If “required,” it must be implemented to meet the standard; if “addressable,” a covered entity can implement it, implement an equivalent measure or do nothing (documenting why it would not be reasonable and appropriate).
- Administrative Safeguards: Policies and procedures, workforce security and training, evaluations and business associate contracts.
- Physical Safeguards: Facility access, workstation security and device and media controls.
- Technical Safeguards: Access control, audit controls, data integrity, authentication and transmission security
- What are you doing to help customers address HIPAA regulations?
- To facilitate our customers’ compliance with HIPAA security regulations, we’re providing detailed information about the security safeguards we have implemented into the LogMeIn Resolve service. This information is provided in several forms, including security white papers, service-specific HIPAA-compliance matrices and other technical collateral. Additionally, our staff are available to provide guidance and assistance in all deployments.

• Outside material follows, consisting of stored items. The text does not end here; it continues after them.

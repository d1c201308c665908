use crate::errors::{AppError, AppResult};
use crate::models::event_id::normalize_id;
use crate::ui::messages::{success, warning};
use chrono::Local;
use rusqlite::{Connection, OptionalExtension, params};

const LEGACY_IMPORT: &str = "20251120_0001_import_event_status";
const REVIEW_FLAGS: &str = "20251204_0002_review_flags";

/// Ensure that the `log` table exists with the modern schema.
fn ensure_log_table(conn: &Connection) -> AppResult<()> {
    conn.execute_batch(
        r#"
        CREATE TABLE IF NOT EXISTS log (
            id        INTEGER PRIMARY KEY AUTOINCREMENT,
            date      TEXT NOT NULL,
            operation TEXT NOT NULL,
            target    TEXT DEFAULT '',
            message   TEXT NOT NULL
        );
        "#,
    )?;
    Ok(())
}

fn table_exists(conn: &Connection, table: &str) -> AppResult<bool> {
    let exists: Option<String> = conn
        .query_row(
            "SELECT name FROM sqlite_master WHERE type='table' AND name=?1",
            [table],
            |row| row.get(0),
        )
        .optional()?;
    Ok(exists.is_some())
}

fn table_columns(conn: &Connection, table: &str) -> AppResult<Vec<String>> {
    let mut stmt = conn.prepare(&format!("PRAGMA table_info('{table}')"))?;
    let cols = stmt.query_map([], |row| row.get::<_, String>(1))?;

    let mut out = Vec::new();
    for c in cols {
        out.push(c?);
    }
    Ok(out)
}

fn migration_applied(conn: &Connection, version: &str) -> AppResult<bool> {
    let mut chk = conn.prepare(
        "SELECT 1 FROM log
         WHERE operation = 'migration_applied' AND target = ?1
         LIMIT 1",
    )?;
    Ok(chk.query_row([version], |_| Ok(())).optional()?.is_some())
}

fn mark_applied(conn: &Connection, version: &str, message: &str) -> AppResult<()> {
    conn.execute(
        "INSERT INTO log (date, operation, target, message)
         VALUES (?1, 'migration_applied', ?2, ?3)",
        params![Local::now().to_rfc3339(), version, message],
    )?;
    Ok(())
}

/// Create `reviews` and `counts` with the current schema.
fn create_review_tables(conn: &Connection) -> AppResult<()> {
    conn.execute_batch(
        r#"
        CREATE TABLE IF NOT EXISTS reviews (
            event_id      TEXT PRIMARY KEY,
            species       TEXT,
            direction     TEXT CHECK(direction IS NULL OR direction IN ('Up','Down','Stay')),
            reviewed_at   TEXT,
            notes         TEXT NOT NULL DEFAULT '',
            false_trigger INTEGER NOT NULL DEFAULT 0,
            orphaned      INTEGER NOT NULL DEFAULT 0
        );

        CREATE TABLE IF NOT EXISTS counts (
            event_id  TEXT NOT NULL,
            species   TEXT NOT NULL,
            direction TEXT NOT NULL CHECK(direction IN ('Up','Down','Stay')),
            count     INTEGER NOT NULL CHECK(count > 0),
            PRIMARY KEY (event_id, species, direction)
        );

        CREATE INDEX IF NOT EXISTS idx_reviews_orphaned ON reviews(orphaned);
        "#,
    )?;
    Ok(())
}

/// Files created by early builds lack the flag columns on `reviews`.
fn migrate_add_review_flags(conn: &Connection) -> AppResult<()> {
    if migration_applied(conn, REVIEW_FLAGS)? {
        return Ok(());
    }

    let cols = table_columns(conn, "reviews")?;
    let mut added = Vec::new();

    for (col, ddl) in [
        ("notes", "TEXT NOT NULL DEFAULT ''"),
        ("false_trigger", "INTEGER NOT NULL DEFAULT 0"),
        ("orphaned", "INTEGER NOT NULL DEFAULT 0"),
    ] {
        if !cols.iter().any(|c| c == col) {
            conn.execute_batch(&format!("ALTER TABLE reviews ADD COLUMN {col} {ddl};"))?;
            added.push(col);
        }
    }

    if !added.is_empty() {
        success(format!(
            "Migration applied: {REVIEW_FLAGS} → added {} to reviews",
            added.join(", ")
        ));
    }

    mark_applied(conn, REVIEW_FLAGS, "Review flag columns present")
}

/// Projects reviewed with the first (browser based) release keep their
/// decisions in `event_status` and a `counts` table keyed on `movement` with a
/// foreign key to a cached `events` table. Import them once, non-destructively.
fn migrate_legacy_event_status(conn: &Connection) -> AppResult<()> {
    if migration_applied(conn, LEGACY_IMPORT)? {
        return Ok(());
    }

    let has_status = table_exists(conn, "event_status")?;
    let legacy_counts = table_exists(conn, "counts")?
        && table_columns(conn, "counts")?.iter().any(|c| c == "movement");

    if !has_status && !legacy_counts {
        return Ok(());
    }

    warning("Legacy review tables detected, creating safety copy before import...");
    backup_before_migration(conn)?;

    // legacy files may hold zero padded ids; the store only reads normalised ones
    let tx = conn.unchecked_transaction()?;

    if legacy_counts {
        // rebuild without the foreign key to the legacy events cache
        tx.execute_batch("ALTER TABLE counts RENAME TO counts_legacy;")?;
    }

    create_review_tables(&tx)?;

    if legacy_counts {
        let rows: Vec<(String, String, String, i64)> = {
            let mut stmt = tx.prepare(
                "SELECT CAST(event_id AS TEXT), species, movement, count
                 FROM counts_legacy
                 WHERE count > 0 AND movement IN ('Up','Down','Stay')
                 ORDER BY event_id, species, movement",
            )?;
            let it = stmt.query_map([], |r| Ok((r.get(0)?, r.get(1)?, r.get(2)?, r.get(3)?)))?;
            it.collect::<Result<_, _>>()?
        };

        // "0042" and "42" collapse onto one row; the larger count wins
        for (id, species, movement, count) in rows {
            tx.execute(
                "INSERT INTO counts (event_id, species, direction, count)
                 VALUES (?1, ?2, ?3, ?4)
                 ON CONFLICT(event_id, species, direction)
                 DO UPDATE SET count = MAX(count, excluded.count)",
                params![normalize_id(&id), species, movement, count],
            )?;
        }
        tx.execute_batch("DROP TABLE counts_legacy;")?;
    }

    let mut imported = 0;
    if has_status {
        let rows: Vec<(String, Option<String>, Option<String>, Option<i64>)> = {
            let mut stmt = tx.prepare(
                "SELECT CAST(event_id AS TEXT), reviewed_at, notes, false_trigger
                 FROM event_status
                 WHERE event_id IS NOT NULL
                 ORDER BY reviewed_at DESC, event_id",
            )?;
            let it = stmt.query_map([], |r| Ok((r.get(0)?, r.get(1)?, r.get(2)?, r.get(3)?)))?;
            it.collect::<Result<_, _>>()?
        };

        // most recent review first, so it wins when ids collapse
        for (id, reviewed_at, notes, false_trigger) in rows {
            imported += tx.execute(
                "INSERT OR IGNORE INTO reviews (event_id, reviewed_at, notes, false_trigger)
                 VALUES (?1, ?2, ?3, ?4)",
                params![
                    normalize_id(&id),
                    reviewed_at,
                    notes.unwrap_or_default(),
                    false_trigger.unwrap_or(0)
                ],
            )?;
        }
    }

    tx.commit()?;

    success(format!(
        "Migration applied: {LEGACY_IMPORT} → imported {imported} legacy review(s)"
    ));

    mark_applied(
        conn,
        LEGACY_IMPORT,
        &format!("Imported {imported} rows from event_status"),
    )
}

/// Consistent copy of the store next to it, taken with `VACUUM INTO`.
fn backup_before_migration(conn: &Connection) -> AppResult<()> {
    let db_path: String = conn
        .query_row("PRAGMA database_list;", [], |row| row.get::<_, String>(2))
        .unwrap_or_default();

    if db_path.is_empty() {
        warning("Could not determine DB path, backup skipped.");
        return Ok(());
    }

    let backup = format!(
        "{}.pre-migration-{}.sqlite",
        db_path,
        Local::now().format("%Y%m%d_%H%M%S")
    );

    conn.execute("VACUUM INTO ?1", [&backup])
        .map_err(|e| AppError::Migration(format!("backup to {backup} failed: {e}")))?;

    success(format!("📦 Backup created: {backup}"));
    Ok(())
}

/// Public entry point: run all pending migrations.
///
/// Invoked by db::init_db().
pub fn run_pending_migrations(conn: &Connection) -> AppResult<()> {
    // 1) Ensure log table
    ensure_log_table(conn)?;

    // 2) Import decisions from the legacy schema, if any
    migrate_legacy_event_status(conn)?;

    // 3) Current schema
    create_review_tables(conn)?;
    migrate_add_review_flags(conn)?;

    Ok(())
}

#[cfg(test)]
mod tests {
    use super::*;
    use crate::db::store::ReviewStore;
    use crate::models::direction::Direction;

    #[test]
    fn migrations_are_idempotent() {
        let conn = Connection::open_in_memory().unwrap();
        run_pending_migrations(&conn).unwrap();
        run_pending_migrations(&conn).unwrap();

        let cols = table_columns(&conn, "reviews").unwrap();
        assert!(cols.contains(&"orphaned".to_string()));

        let marks: i64 = conn
            .query_row(
                "SELECT COUNT(*) FROM log WHERE operation = 'migration_applied'",
                [],
                |r| r.get(0),
            )
            .unwrap();
        assert_eq!(marks, 1);
    }

    #[test]
    fn imports_legacy_status_and_counts() {
        let dir = tempfile::tempdir().unwrap();
        let path = dir.path().join("legacy.sqlite");
        let conn = Connection::open(&path).unwrap();
        conn.execute_batch(
            r#"
            CREATE TABLE events (event_id TEXT PRIMARY KEY, ts TEXT);
            CREATE TABLE event_status (
              event_id TEXT PRIMARY KEY REFERENCES events(event_id) ON DELETE CASCADE,
              false_trigger INTEGER DEFAULT 0,
              notes TEXT,
              reviewed_at TEXT
            );
            CREATE TABLE counts (
              event_id TEXT NOT NULL REFERENCES events(event_id) ON DELETE CASCADE,
              species TEXT NOT NULL,
              movement TEXT NOT NULL,
              count INTEGER NOT NULL DEFAULT 0,
              PRIMARY KEY (event_id, species, movement)
            );
            INSERT INTO events VALUES ('1001', '2025-10-31 08:15:00');
            INSERT INTO event_status VALUES ('1001', 1, 'shadow', '2025-11-01T09:00:00');
            INSERT INTO counts VALUES ('1001', 'Coho', 'Up', 2);
            INSERT INTO counts VALUES ('1001', 'Brown', 'Down', 0);
            "#,
        )
        .unwrap();

        run_pending_migrations(&conn).unwrap();

        let (notes, ft): (String, i64) = conn
            .query_row(
                "SELECT notes, false_trigger FROM reviews WHERE event_id = '1001'",
                [],
                |r| Ok((r.get(0)?, r.get(1)?)),
            )
            .unwrap();
        assert_eq!(notes, "shadow");
        assert_eq!(ft, 1);

        let counted: i64 = conn
            .query_row("SELECT SUM(count) FROM counts WHERE direction = 'Up'", [], |r| {
                r.get(0)
            })
            .unwrap();
        assert_eq!(counted, 2);
        assert!(table_exists(&conn, "event_status").unwrap());
    }

    #[test]
    fn legacy_padded_ids_are_readable_after_import() {
        let dir = tempfile::tempdir().unwrap();
        let path = dir.path().join("legacy.sqlite");
        {
            let conn = Connection::open(&path).unwrap();
            conn.execute_batch(
                r#"
                CREATE TABLE event_status (
                  event_id TEXT PRIMARY KEY,
                  false_trigger INTEGER DEFAULT 0,
                  notes TEXT,
                  reviewed_at TEXT
                );
                CREATE TABLE counts (
                  event_id TEXT NOT NULL,
                  species TEXT NOT NULL,
                  movement TEXT NOT NULL,
                  count INTEGER NOT NULL DEFAULT 0,
                  PRIMARY KEY (event_id, species, movement)
                );
                INSERT INTO event_status VALUES ('0042', 0, 'old', '2025-11-01T09:00:00');
                INSERT INTO event_status VALUES ('42', 0, 'newer', '2025-11-02T09:00:00');
                INSERT INTO event_status VALUES ('0007', 1, NULL, NULL);
                INSERT INTO counts VALUES ('0042', 'Coho', 'Up', 3);
                INSERT INTO counts VALUES ('42', 'Coho', 'Up', 1);
                "#,
            )
            .unwrap();
        }

        let store = ReviewStore::open(&path).unwrap();

        let d = store.get("0042").unwrap().unwrap();
        assert_eq!(d.notes, "newer");
        assert!(store.get("7").unwrap().unwrap().false_trigger);

        let counts = store.counts("42").unwrap();
        assert_eq!(counts.get(&("Coho".to_string(), Direction::Up)), Some(&3));

        let ids: Vec<String> = store.export_all().unwrap().into_iter().map(|(id, _)| id).collect();
        assert_eq!(ids, vec!["7".to_string(), "42".to_string()]);
    }
}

- Is LogMeIn Resolve HIPAA compliant?
- Only “covered entities” (e.g. healthcare organizations) are required to comply with HIPAA. Because of the technical and security measures employed by the service, when used properly, LogMeIn Resolve can help covered entities fulfil their HIPAA compliance obligations. For example, the administrative configuration and control features provided with LogMeIn Resolve help maintain healthcare organization compliance with the Administrative and Physical Safeguards sections of the final HIPAA Security Rules. The net result is that LogMeIn Resolve may be confidently deployed as a remote-support component of a larger information-management system without affecting HIPAA compliance.
- What is the best way to deploy LogMeIn Resolve in an environment subject to HIPAA regulations?
- Just as HIPAA allows considerable latitude in the choice of how to implement security safeguards, a single set of guidelines is not applicable for all deployments. Organizations should carefully review all configurable security features of LogMeIn Resolve in the context of their specific environments, user population and policy requirements to determine which features should be enabled and how best to configure.